◆ Collected data entries ◆

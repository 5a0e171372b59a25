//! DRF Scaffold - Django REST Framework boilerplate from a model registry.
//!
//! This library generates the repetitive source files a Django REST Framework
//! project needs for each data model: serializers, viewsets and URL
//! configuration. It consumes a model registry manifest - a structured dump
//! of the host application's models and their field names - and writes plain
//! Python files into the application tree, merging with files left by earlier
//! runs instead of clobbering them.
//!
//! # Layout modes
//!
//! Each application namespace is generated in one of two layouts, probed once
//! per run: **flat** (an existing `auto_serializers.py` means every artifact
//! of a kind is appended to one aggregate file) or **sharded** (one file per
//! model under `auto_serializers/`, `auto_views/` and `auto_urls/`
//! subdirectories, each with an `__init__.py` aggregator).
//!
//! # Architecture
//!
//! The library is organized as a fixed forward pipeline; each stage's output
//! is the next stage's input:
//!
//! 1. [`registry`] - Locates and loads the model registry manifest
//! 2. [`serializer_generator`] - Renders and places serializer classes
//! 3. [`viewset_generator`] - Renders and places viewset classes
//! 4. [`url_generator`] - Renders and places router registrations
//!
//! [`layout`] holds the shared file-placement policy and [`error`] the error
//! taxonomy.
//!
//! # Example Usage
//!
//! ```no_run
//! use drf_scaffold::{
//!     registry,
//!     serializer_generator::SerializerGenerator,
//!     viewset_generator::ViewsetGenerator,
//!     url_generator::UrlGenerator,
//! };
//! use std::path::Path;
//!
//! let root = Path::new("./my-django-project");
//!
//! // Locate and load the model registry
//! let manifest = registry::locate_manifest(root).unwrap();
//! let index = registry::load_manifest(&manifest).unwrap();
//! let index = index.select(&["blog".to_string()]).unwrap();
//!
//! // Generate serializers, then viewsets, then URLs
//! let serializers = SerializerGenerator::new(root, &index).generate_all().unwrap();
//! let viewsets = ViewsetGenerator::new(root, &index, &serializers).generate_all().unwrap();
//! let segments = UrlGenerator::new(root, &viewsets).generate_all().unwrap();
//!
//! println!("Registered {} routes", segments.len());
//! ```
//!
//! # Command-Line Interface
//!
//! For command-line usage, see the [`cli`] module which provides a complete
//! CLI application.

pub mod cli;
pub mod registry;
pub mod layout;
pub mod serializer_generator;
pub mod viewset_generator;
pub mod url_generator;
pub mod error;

◆ Problem to solve ◆
After reading the records above, transcribe them verbatim.

◆ Exercise answer ◆
repository 5a0e171372b59a25
//! DRF Scaffold - Django REST Framework boilerplate from a model registry.
//!
//! This library generates the repetitive source files a Django REST Framework
//! project needs for each data model: serializers, viewsets and URL
//! configuration. It consumes a model registry manifest - a structured dump
//! of the host application's models and their field names - and writes plain
//! Python files into the application tree, merging with files left by earlier
//! runs instead of clobbering them.
//!
//! # Layout modes
//!
//! Each application namespace is generated in one of two layouts, probed once
//! per run: **flat** (an existing `auto_serializers.py` means every artifact
//! of a kind is appended to one aggregate file) or **sharded** (one file per
//! model under `auto_serializers/`, `auto_views/` and `auto_urls/`
//! subdirectories, each with an `__init__.py` aggregator).
//!
//! # Architecture
//!
//! The library is organized as a fixed forward pipeline; each stage's output
//! is the next stage's input:
//!
//! 1. [`registry`] - Locates and loads the model registry manifest
//! 2. [`serializer_generator`] - Renders and places serializer classes
//! 3. [`viewset_generator`] - Renders and places viewset classes
//! 4. [`url_generator`] - Renders and places router registrations
//!
//! [`layout`] holds the shared file-placement policy and [`error`] the error
//! taxonomy.
//!
//! # Example Usage
//!
//! ```no_run
//! use drf_scaffold::{
//!     registry,
//!     serializer_generator::SerializerGenerator,
//!     viewset_generator::ViewsetGenerator,
//!     url_generator::UrlGenerator,
//! };
//! use std::path::Path;
//!
//! let root = Path::new("./my-django-project");
//!
//! // Locate and load the model registry
//! let manifest = registry::locate_manifest(root).unwrap();
//! let index = registry::load_manifest(&manifest).unwrap();
//! let index = index.select(&["blog".to_string()]).unwrap();
//!
//! // Generate serializers, then viewsets, then URLs
//! let serializers = SerializerGenerator::new(root, &index).generate_all().unwrap();
//! let viewsets = ViewsetGenerator::new(root, &index, &serializers).generate_all().unwrap();
//! let segments = UrlGenerator::new(root, &viewsets).generate_all().unwrap();
//!
//! println!("Registered {} routes", segments.len());
//! ```
//!
//! # Command-Line Interface
//!
//! For command-line usage, see the [`cli`] module which provides a complete
//! CLI application.

pub mod cli;
pub mod registry;
pub mod layout;
pub mod serializer_generator;
pub mod viewset_generator;
pub mod url_generator;
pub mod error;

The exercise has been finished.